**What the task asks**. Please show every line from the entries that carries the word "push".

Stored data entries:
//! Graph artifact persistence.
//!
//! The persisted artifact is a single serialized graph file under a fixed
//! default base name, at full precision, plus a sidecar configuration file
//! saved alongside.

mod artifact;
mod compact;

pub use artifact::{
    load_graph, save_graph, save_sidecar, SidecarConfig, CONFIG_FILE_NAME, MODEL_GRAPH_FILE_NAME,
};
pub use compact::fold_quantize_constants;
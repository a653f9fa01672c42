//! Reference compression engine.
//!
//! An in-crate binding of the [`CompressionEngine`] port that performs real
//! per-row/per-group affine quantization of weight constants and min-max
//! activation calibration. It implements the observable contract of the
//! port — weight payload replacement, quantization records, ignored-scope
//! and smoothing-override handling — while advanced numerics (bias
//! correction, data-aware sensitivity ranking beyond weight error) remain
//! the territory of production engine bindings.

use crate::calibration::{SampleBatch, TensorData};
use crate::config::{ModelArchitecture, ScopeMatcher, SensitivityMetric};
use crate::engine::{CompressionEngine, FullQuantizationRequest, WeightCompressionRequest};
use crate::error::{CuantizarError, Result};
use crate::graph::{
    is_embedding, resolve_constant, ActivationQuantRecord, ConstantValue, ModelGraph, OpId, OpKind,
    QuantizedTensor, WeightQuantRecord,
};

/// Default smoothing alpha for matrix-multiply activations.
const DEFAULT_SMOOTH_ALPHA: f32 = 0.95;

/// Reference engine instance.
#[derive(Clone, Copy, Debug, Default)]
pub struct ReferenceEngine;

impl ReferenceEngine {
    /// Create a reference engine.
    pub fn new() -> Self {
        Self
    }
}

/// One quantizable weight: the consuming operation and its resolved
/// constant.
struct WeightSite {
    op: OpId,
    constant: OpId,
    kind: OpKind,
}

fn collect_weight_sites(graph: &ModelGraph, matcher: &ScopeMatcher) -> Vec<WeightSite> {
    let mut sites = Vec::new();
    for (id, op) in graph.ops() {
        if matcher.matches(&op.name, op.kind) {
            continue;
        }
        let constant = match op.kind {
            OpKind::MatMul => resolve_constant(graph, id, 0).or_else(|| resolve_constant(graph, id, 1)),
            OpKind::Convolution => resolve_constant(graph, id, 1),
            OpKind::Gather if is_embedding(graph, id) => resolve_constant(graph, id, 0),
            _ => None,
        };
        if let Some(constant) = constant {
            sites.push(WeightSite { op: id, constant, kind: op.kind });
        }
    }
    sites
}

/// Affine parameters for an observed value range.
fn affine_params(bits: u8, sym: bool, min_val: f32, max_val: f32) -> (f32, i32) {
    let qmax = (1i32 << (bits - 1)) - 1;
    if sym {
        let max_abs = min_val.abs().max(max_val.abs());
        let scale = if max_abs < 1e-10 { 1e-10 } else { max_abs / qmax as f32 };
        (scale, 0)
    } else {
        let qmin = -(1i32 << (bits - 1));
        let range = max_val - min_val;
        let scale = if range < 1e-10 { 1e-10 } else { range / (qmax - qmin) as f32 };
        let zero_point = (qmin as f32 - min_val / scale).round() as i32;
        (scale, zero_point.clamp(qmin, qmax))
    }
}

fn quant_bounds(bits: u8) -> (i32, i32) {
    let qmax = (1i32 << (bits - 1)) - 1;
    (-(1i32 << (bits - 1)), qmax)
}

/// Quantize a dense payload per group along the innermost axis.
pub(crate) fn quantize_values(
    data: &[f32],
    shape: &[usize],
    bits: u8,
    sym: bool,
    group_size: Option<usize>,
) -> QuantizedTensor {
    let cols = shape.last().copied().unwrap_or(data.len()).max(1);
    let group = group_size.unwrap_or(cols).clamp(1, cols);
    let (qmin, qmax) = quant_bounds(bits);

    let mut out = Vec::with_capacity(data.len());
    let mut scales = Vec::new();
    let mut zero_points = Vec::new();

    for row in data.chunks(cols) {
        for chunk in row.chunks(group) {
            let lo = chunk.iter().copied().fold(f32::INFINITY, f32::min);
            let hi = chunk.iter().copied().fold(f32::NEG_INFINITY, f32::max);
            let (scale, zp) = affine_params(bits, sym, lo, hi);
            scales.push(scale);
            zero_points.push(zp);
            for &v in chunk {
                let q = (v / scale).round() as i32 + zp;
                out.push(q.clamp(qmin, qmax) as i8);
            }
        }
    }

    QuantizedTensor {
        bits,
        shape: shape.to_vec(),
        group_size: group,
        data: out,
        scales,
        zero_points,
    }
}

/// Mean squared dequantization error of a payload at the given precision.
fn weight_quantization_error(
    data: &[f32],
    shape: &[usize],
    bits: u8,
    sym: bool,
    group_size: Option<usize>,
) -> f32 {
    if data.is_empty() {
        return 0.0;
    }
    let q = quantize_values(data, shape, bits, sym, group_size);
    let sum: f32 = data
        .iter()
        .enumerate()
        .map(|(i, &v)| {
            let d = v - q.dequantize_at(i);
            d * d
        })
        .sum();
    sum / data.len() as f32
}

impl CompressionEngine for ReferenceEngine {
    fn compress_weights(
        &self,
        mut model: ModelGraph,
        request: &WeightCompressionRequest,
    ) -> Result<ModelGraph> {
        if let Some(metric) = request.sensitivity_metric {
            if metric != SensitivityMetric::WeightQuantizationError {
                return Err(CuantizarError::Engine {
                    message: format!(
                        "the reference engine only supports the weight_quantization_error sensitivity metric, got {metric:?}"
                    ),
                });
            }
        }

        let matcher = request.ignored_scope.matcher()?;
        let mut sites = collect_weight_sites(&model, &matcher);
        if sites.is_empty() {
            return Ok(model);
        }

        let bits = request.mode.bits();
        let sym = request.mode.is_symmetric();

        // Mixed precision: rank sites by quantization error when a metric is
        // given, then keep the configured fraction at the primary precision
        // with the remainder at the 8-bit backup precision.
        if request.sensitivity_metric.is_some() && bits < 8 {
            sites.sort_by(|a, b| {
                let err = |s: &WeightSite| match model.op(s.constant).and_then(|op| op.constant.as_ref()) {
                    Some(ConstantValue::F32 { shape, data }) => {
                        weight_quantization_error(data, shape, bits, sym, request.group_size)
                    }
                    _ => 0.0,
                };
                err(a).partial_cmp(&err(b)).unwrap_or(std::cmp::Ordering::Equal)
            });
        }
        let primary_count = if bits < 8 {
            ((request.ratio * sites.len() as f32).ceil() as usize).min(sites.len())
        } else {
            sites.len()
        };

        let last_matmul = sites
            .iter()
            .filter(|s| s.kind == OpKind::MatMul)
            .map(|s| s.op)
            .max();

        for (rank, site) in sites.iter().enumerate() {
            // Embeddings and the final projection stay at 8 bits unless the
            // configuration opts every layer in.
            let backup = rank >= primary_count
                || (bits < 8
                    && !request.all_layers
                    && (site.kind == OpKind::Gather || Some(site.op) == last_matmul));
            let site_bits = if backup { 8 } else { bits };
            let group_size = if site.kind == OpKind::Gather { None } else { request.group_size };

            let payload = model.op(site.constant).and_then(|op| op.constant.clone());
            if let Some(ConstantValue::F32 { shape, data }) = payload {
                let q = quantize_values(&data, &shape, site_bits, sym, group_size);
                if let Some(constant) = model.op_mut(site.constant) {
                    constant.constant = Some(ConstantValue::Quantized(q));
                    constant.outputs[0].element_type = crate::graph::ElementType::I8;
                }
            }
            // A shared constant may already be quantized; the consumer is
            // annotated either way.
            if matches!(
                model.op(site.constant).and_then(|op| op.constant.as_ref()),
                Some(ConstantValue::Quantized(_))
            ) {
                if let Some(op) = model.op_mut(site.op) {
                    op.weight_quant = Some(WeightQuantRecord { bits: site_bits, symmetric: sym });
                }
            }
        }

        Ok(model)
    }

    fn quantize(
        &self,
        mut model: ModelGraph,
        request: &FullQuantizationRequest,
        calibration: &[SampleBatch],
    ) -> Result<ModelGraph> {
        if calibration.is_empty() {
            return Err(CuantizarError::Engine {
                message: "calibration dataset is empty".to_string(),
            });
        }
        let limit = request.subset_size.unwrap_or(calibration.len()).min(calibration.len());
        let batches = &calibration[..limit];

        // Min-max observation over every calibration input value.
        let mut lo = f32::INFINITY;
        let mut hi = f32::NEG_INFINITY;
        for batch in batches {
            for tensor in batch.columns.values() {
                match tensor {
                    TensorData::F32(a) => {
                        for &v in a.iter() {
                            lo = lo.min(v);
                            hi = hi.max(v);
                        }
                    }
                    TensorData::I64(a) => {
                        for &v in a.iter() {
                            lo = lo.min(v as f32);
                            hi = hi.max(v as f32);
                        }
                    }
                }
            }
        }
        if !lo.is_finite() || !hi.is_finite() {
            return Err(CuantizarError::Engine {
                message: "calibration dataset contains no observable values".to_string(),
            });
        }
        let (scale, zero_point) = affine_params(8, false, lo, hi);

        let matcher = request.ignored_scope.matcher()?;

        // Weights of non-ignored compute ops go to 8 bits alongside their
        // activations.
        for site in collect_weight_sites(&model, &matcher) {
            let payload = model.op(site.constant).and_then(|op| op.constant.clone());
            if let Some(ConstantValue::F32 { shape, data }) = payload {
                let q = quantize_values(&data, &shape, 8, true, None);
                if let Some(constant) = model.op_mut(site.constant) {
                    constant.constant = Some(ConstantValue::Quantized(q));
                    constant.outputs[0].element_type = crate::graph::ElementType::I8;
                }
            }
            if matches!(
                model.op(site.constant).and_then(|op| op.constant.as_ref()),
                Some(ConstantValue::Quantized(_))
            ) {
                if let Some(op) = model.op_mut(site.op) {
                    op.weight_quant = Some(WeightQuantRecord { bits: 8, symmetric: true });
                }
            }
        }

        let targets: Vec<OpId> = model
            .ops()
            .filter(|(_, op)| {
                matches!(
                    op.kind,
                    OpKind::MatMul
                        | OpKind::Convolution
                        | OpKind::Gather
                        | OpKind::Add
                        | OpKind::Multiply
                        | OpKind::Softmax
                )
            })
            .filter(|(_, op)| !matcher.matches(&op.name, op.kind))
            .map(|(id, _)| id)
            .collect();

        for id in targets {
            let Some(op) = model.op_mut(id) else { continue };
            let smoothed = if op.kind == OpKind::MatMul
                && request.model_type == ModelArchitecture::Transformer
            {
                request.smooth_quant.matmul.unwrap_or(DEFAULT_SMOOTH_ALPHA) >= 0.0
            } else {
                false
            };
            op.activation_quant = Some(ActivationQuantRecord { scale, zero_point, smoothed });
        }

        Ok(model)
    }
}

**Solution to this problem**.
            sites.push(WeightSite { op: id, constant, kind: op.kind });
            scales.push(scale);
            zero_points.push(zp);
                out.push(q.clamp(qmin, qmax) as i8);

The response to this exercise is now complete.